Vermont Raft of Dream Crashes On Rocks

Vermont’s Burlington Free Press newspaper is following a bizarre story today about some people who were rescued from Lake Champlain after their home made raft crashed into some rocks in Charlotte, Vermont.

Poppa Neutrino, from a photo taken by the Burlington Free Press in 2008.

The raft expedition, led by a guy who calls himself Poppa Neutrino, was on its way to Panama, so says Poppa Neutrino himself.

Well, that’s certainly one example of following your dreams. To an extent, I always love it when somebody pursues a crazy dream.  I might gently suggest that there is such a thing as too crazy a dream.

 I mean, think about it. They were heading to Panama, or around the world. On little more than a bunch of planks nailed and tied together. With something that looks like shacks attached to the top of it.

The occupants weren’t dressed for storms. Temperatures were in the 30s as six-foot Lake Champlain waves dashed the raft onto some shoreline cliffs, breaking it to smithereens. The three people from the raft, including Poppa Neutrino, and three dogs, took shelter in a cave and were eventually rescued, hyperthermic, but alive.

Imagine if they’d made it all the way to the Atlantic Ocean, and then sailed into the teeth of a viscious nor’easter.

I’d love to know if Poppa Neutrino thought this whole plan out.  Apparently, he’s tried things like this before. I work at the Freeps, and I can overhear reporters trying to get more information on this, so I’m sure we’ll have more information on this.

Nobody likes dreaming up a bright idea and being told the idea is impossible. Some people have been told their ideas are impossible, but proved their critics wrong.

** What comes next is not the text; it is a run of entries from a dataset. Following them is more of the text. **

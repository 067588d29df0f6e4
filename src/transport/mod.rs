//! # Transport Module
//!
//! Delivers encoded sentences to a companion device.
//!
//! This module handles:
//! - A single [`Transport`] capability set shared by all link variants
//! - BLE GATT notifications ([`ble`])
//! - Serial-profile streams ([`serial`])
//! - Choosing the variant at startup from configuration
//!
//! Transmitting is best-effort: no acknowledgement, no retry, and no error
//! is surfaced when nobody is listening.

pub mod ble;
pub mod serial;

use async_trait::async_trait;
use serde::Deserialize;

use crate::config::Config;
use crate::link::LinkStatus;

/// Link variant selected in configuration
#[derive(Debug, Clone, Copy, PartialEq, Eq, Deserialize)]
#[serde(rename_all = "lowercase")]
pub enum TransportKind {
    /// BLE GATT notify channel
    Ble,
    /// Classic serial-profile channel
    Serial,
}

/// Outcome of a transmit call
///
/// Informational only; none of these is an error.
#[derive(Debug, Clone, Copy, PartialEq, Eq)]
pub enum Delivery {
    /// Bytes handed to the stack
    Sent,
    /// No peer connected, nothing sent
    Skipped,
    /// The stack rejected the bytes; they are not retried
    Dropped,
}

/// A telemetry link
#[async_trait]
pub trait Transport: Send {
    /// Link variant
    fn kind(&self) -> TransportKind;

    /// Configure identity, security and observers, then start accepting a peer
    ///
    /// # Errors
    ///
    /// Returns error if the underlying stack refuses to start. Callers log it
    /// and carry on without telemetry.
    async fn setup(&mut self) -> crate::error::Result<()>;

    /// Send a sentence if a peer is connected
    async fn transmit(&mut self, sentence: &[u8]) -> Delivery;

    /// Current link status
    fn link_status(&self) -> LinkStatus;

    /// Periodic housekeeping (reconnect attempts)
    async fn maintain(&mut self) {}
}

/// Build the transport selected in `config`
pub fn from_config(config: &Config) -> Box<dyn Transport> {
    match config.transport.kind {
        TransportKind::Ble => Box::new(ble::default_transport()),
        TransportKind::Serial => Box::new(serial::SerialTransport::new(
            serial::TokioSerialConnector::new(&config.serial.port, config.serial.baud_rate),
            config.serial.reconnect_interval(),
        )),
    }
}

But Poppa Neutrino: Your idea is impossible. Is there some other, more realistic, but still adventurous way to get to Panama? And although this was not your intention, was this scheme worth the risk to your life, and the people who worked so hard to rescue you?

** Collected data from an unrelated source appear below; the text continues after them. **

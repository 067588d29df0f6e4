//! # Sentence Encoder
//!
//! Renders readings into LK8EX1 and XCTRC sentences.

use serde::Deserialize;

use super::buffer::SentenceBuffer;
use super::field::{render, Field};
use super::protocol::*;
use super::reading::{battery_percent, NavTrace, Reading};

/// Sentence kinds the broadcaster can emit
#[derive(Debug, Clone, Copy, PartialEq, Eq, Deserialize)]
#[serde(rename_all = "lowercase")]
pub enum SentenceKind {
    /// `$LK8EX1` barometric/vario sentence
    Lk8ex1,
    /// `$XCTRC` navigation trace sentence
    Xctrc,
}

/// Encode an LK8EX1 barometric/vario sentence
///
/// ```text
/// $LK8EX1,pressure,altitude,vario,temperature,battery*CK
/// ```
///
/// Pressure is always sent as `999999` so the receiver uses the altitude
/// field, and temperature as `99` since no temperature source is wired in.
///
/// # Arguments
///
/// * `buf` - Output buffer, cleared first
/// * `altitude_m` - Barometric altitude in meters
/// * `climb_cps` - Climb rate in cm/s
/// * `battery_voltage` - Battery voltage, sent with one decimal
///
/// # Examples
///
/// ```
/// use vario_telemetry::sentence::buffer::SentenceBuffer;
/// use vario_telemetry::sentence::encoder::encode_lk8ex1;
///
/// let mut buf = SentenceBuffer::new();
/// encode_lk8ex1(&mut buf, 120, -50, 3.7);
/// assert_eq!(buf.as_str(), "$LK8EX1,999999,120,-50,99,3.7*0E\r\n");
/// ```
pub fn encode_lk8ex1(
    buf: &mut SentenceBuffer,
    altitude_m: i32,
    climb_cps: i32,
    battery_voltage: f32,
) {
    // TODO: send the raw pressure and temperature once the receivers are
    // confirmed to prefer them over the computed altitude
    let fields = [
        Field::Literal(PRESSURE_UNAVAILABLE),
        Field::int(altitude_m),
        Field::int(climb_cps),
        Field::Literal(TEMPERATURE_UNAVAILABLE),
        Field::fixed(f64::from(battery_voltage), BATTERY_VOLTAGE_PRECISION),
    ];

    render(buf, LK8EX1_TAG, &fields);
}

/// Encode an XCTRC navigation trace sentence
///
/// ```text
/// $XCTRC,year,month,day,hour,minute,second,centisecond,latitude,longitude,
///     altitude,speedoverground,course,climbrate,res,res,res,rawpressure,
///     batteryindication*CK
/// ```
///
/// Ground speed goes out in km/h, climb rate in m/s, pressure in hPa
/// (0.00 without a pressure sample) and battery as a percentage of the
/// nominal 5 V supply.
pub fn encode_xctrc(buf: &mut SentenceBuffer, trace: &NavTrace) {
    let time = &trace.time;
    let pressure_hpa = trace.pressure_pa.map_or(0.0, |pa| pa / 100.0);

    let fields = [
        Field::int(time.year),
        Field::int(time.month),
        Field::int(time.day),
        Field::int(time.hour),
        Field::int(time.minute),
        Field::int(time.second),
        Field::int(time.centisecond),
        Field::fixed(trace.latitude_deg, COORDINATE_PRECISION),
        Field::fixed(trace.longitude_deg, COORDINATE_PRECISION),
        Field::fixed(trace.altitude_m, MEASUREMENT_PRECISION),
        Field::fixed(trace.ground_speed_mps * 3.6, MEASUREMENT_PRECISION),
        Field::fixed(trace.heading_deg, HEADING_PRECISION),
        Field::fixed(f64::from(trace.climb_cps) / 100.0, MEASUREMENT_PRECISION),
        Field::Empty,
        Field::Empty,
        Field::Empty,
        Field::fixed(pressure_hpa, MEASUREMENT_PRECISION),
        Field::int(battery_percent(trace.supply_voltage)),
    ];

    render(buf, XCTRC_TAG, &fields);
}

/// Encode a reading as the requested sentence kind
pub fn encode_reading(kind: SentenceKind, reading: &Reading, buf: &mut SentenceBuffer) {
    match kind {
        SentenceKind::Lk8ex1 => encode_lk8ex1(
            buf,
            reading.altitude_m,
            reading.climb_cps,
            reading.supply_voltage,
        ),
        SentenceKind::Xctrc => encode_xctrc(buf, &reading.nav_trace()),
    }
}

#[cfg(test)]
mod tests {
    use super::*;
    use crate::sentence::checksum::nmea_checksum;
    use crate::sentence::reading::Timestamp;

    fn reference_trace() -> NavTrace {
        NavTrace {
            time: Timestamp {
                year: 2024,
                month: 6,
                day: 15,
                hour: 12,
                minute: 30,
                second: 45,
                centisecond: 50,
            },
            latitude_deg: 46.947508,
            longitude_deg: 7.453117,
            altitude_m: 540.32,
            ground_speed_mps: 12.35,
            heading_deg: 270.4,
            climb_cps: -125,
            pressure_pa: Some(96493.0),
            supply_voltage: 3.7,
        }
    }

    fn fields(sentence: &str) -> Vec<&str> {
        let body = &sentence[1..sentence.find('*').unwrap()];
        body.split(',').collect()
    }

    #[test]
    fn test_lk8ex1_reference_sentence() {
        let mut buf = SentenceBuffer::new();
        encode_lk8ex1(&mut buf, 120, -50, 3.7);
        assert_eq!(buf.as_str(), "$LK8EX1,999999,120,-50,99,3.7*0E\r\n");
    }

    #[test]
    fn test_lk8ex1_negative_altitude() {
        let mut buf = SentenceBuffer::new();
        encode_lk8ex1(&mut buf, -12, 250, 12.6);
        assert_eq!(buf.as_str(), "$LK8EX1,999999,-12,250,99,12.6*3D\r\n");
    }

    #[test]
    fn test_lk8ex1_zero_values() {
        let mut buf = SentenceBuffer::new();
        encode_lk8ex1(&mut buf, 0, 0, 0.0);
        assert_eq!(buf.as_str(), "$LK8EX1,999999,0,0,99,0.0*11\r\n");
    }

    #[test]
    fn test_lk8ex1_sentinels_always_sent() {
        let mut buf = SentenceBuffer::new();
        encode_lk8ex1(&mut buf, 1500, 300, 4.2);

        let f = fields(buf.as_str());
        assert_eq!(f[0], "LK8EX1");
        assert_eq!(f[1], "999999");
        assert_eq!(f[4], "99");
    }

    #[test]
    fn test_xctrc_reference_sentence() {
        let mut buf = SentenceBuffer::new();
        encode_xctrc(&mut buf, &reference_trace());

        assert_eq!(
            buf.as_str(),
            "$XCTRC,2024,6,15,12,30,45,50,46.947508,7.453117,540.32,44.46,270.4,-1.25,,,,964.93,74*6F\r\n"
        );
    }

    #[test]
    fn test_xctrc_coordinates_six_decimals() {
        let mut buf = SentenceBuffer::new();
        encode_xctrc(&mut buf, &reference_trace());

        let f = fields(buf.as_str());
        assert_eq!(f[8], "46.947508");
        assert_eq!(f[9], "7.453117");
        assert_eq!(f[8].parse::<f64>().unwrap(), 46.947508);
    }

    #[test]
    fn test_xctrc_reserved_fields_empty() {
        let mut buf = SentenceBuffer::new();
        encode_xctrc(&mut buf, &reference_trace());

        let f = fields(buf.as_str());
        assert_eq!(f.len(), 19);
        assert_eq!(&f[14..17], &["", "", ""]);
        assert!(buf.as_str().contains(",-1.25,,,,964.93,"));
    }

    #[test]
    fn test_xctrc_without_pressure_sensor() {
        let mut buf = SentenceBuffer::new();
        let trace = NavTrace {
            pressure_pa: None,
            ..reference_trace()
        };
        encode_xctrc(&mut buf, &trace);

        assert_eq!(fields(buf.as_str())[17], "0.00");
    }

    #[test]
    fn test_xctrc_battery_clamped() {
        let mut buf = SentenceBuffer::new();

        let trace = NavTrace {
            supply_voltage: 6.0,
            ..reference_trace()
        };
        encode_xctrc(&mut buf, &trace);
        assert_eq!(fields(buf.as_str())[18], "100");

        let trace = NavTrace {
            supply_voltage: 0.0,
            ..reference_trace()
        };
        encode_xctrc(&mut buf, &trace);
        assert_eq!(fields(buf.as_str())[18], "0");
    }

    #[test]
    fn test_xctrc_checksum_is_valid() {
        let mut buf = SentenceBuffer::new();
        encode_xctrc(&mut buf, &reference_trace());

        let text = buf.as_str();
        let star = text.find('*').unwrap();
        let expected = format!("{:02X}", nmea_checksum(text.as_bytes()));
        assert_eq!(&text[star + 1..star + 3], expected);
    }

    #[test]
    fn test_xctrc_oversized_values_truncate() {
        let mut buf = SentenceBuffer::new();
        let trace = NavTrace {
            altitude_m: 1e60,
            ground_speed_mps: 1e60,
            ..reference_trace()
        };
        encode_xctrc(&mut buf, &trace);

        let text = buf.as_str();
        assert!(buf.is_truncated(), "oversized sentence should be flagged");
        assert_eq!(text.len(), buf.capacity());
        assert!(text.starts_with("$XCTRC,2024,"));
        assert_eq!(&text[text.len() - 5..text.len() - 4], "*");
        assert!(text.ends_with("\r\n"));

        let expected = format!("{:02X}", nmea_checksum(text.as_bytes()));
        assert_eq!(&text[text.len() - 4..text.len() - 2], expected);
    }

    #[test]
    fn test_encode_reading_dispatch() {
        let reading = Reading {
            altitude_m: 120,
            climb_cps: -50,
            supply_voltage: 3.7,
            time: Some(reference_trace().time),
            ..Reading::default()
        };
        let mut buf = SentenceBuffer::new();

        encode_reading(SentenceKind::Lk8ex1, &reading, &mut buf);
        assert_eq!(buf.as_str(), "$LK8EX1,999999,120,-50,99,3.7*0E\r\n");

        encode_reading(SentenceKind::Xctrc, &reading, &mut buf);
        assert!(buf.as_str().starts_with("$XCTRC,2024,6,15,12,30,45,50,0.000000,0.000000,"));
    }

    #[test]
    fn test_sentence_kind_from_config_string() {
        #[derive(Deserialize)]
        struct Wrapper {
            kind: SentenceKind,
        }

        let w: Wrapper = toml::from_str(r#"kind = "xctrc""#).unwrap();
        assert_eq!(w.kind, SentenceKind::Xctrc);
        let w: Wrapper = toml::from_str(r#"kind = "lk8ex1""#).unwrap();
        assert_eq!(w.kind, SentenceKind::Lk8ex1);
    }
}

 When I first heard the news about the raft crash in Charlotte, my first response was “Those idiots!”

But although this raft idea was ridiculous, we need people like Poppa Neutrino. According to his Web site,…… and his other web site, he and his family have lived an itinerant life with few possessions, no home, just a video camera almost constantly rolling, recording his unusual schemes.

That lifestyle isn’t for me, or most people. I would never copy Poppa Neutrino, but he might serve to nudge us, just a little, to take slightly crazy chances. Maybe Poppa Neutrino’s only mistake is not letting just a little element of practicality into his ideas.

Sometimes, the sanest thing we can do is something crazy.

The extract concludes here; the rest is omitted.